Oscar voters face difficult task in choosing winners


Once again this year, members of the Academy of Motion Picture Arts and Sciences are subject to all sorts of lobbying by Oscar nominees looking to influence their votes.

But these folks are all film professionals who like to make up their own minds.

Oscar is getting ready for his close-up and his big show will be seen by hundreds of millions of people around the world. But only an elite few are invited to join the "Academy" and judge which films are most worthy.

"The first thing I do is I look at the ballot to make sure that I've seen everything," said Bob Iger, Disney CEO.

Iger is one of many familiar names who got a vote in the Oscars to sound off on the difficulty in choosing a winner.

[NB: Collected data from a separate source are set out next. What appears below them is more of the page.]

//! Task API Bindings
//!
//! `TaskApi` is the seam between the sync core and the network. The
//! browser build talks HTTP through `HttpApi`; tests use `FakeApi`.

mod http;
#[cfg(test)]
mod fake;

use async_trait::async_trait;

use crate::error::ApiResult;
use crate::models::{AuthMode, Credentials, Task, TaskPatch};

pub use http::HttpApi;
#[cfg(test)]
pub use fake::{FakeApi, Request};

// ========================
// Endpoints
// ========================

pub const LIST_TASKS: &str = "/tasks/getTask";
pub const CREATE_TASK: &str = "/tasks/createTask";
pub const UPDATE_TASK: &str = "/tasks/updateTask";
pub const DELETE_TASK: &str = "/tasks/deleteTask";

/// Remote task API
///
/// Futures are `?Send`: everything runs on the browser's single thread.
#[async_trait(?Send)]
pub trait TaskApi {
    /// Exchange credentials for a bearer token
    async fn authenticate(&self, mode: AuthMode, credentials: &Credentials<'_>) -> ApiResult<String>;

    async fn list_tasks(&self, token: &str) -> ApiResult<Vec<Task>>;

    async fn create_task(&self, token: &str, title: &str) -> ApiResult<()>;

    async fn update_task(&self, token: &str, id: &str, patch: &TaskPatch<'_>) -> ApiResult<()>;

    async fn delete_task(&self, token: &str, id: &str) -> ApiResult<()>;
}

"When you vote for the Oscars, how do you do it? Seriously," Robert Redford said.

"It's really frightening because sometimes you just, your stomach rumbles because you just, you just love two performances," Kim Basinger said.

Imagine trying to choose between Cate Blanchett in "Blue Jasmine" and Sandra Bullock in "Gravity."

"I judge by how a performance connects to me emotionally, and that's always very important to me," Glenn Close said.

There are roughly 6,000 academy members eligible to vote, which is a relatively small group, given the big impact of their decisions.

The membership is divided into branches, one for each craft of filmmaking. The largest, with more than 1100 voters, is the actor's branch.

"I just try and honestly think about the films that move me the most and the performances that resonated with me personally, emotionally in some way," Jonah Hill said.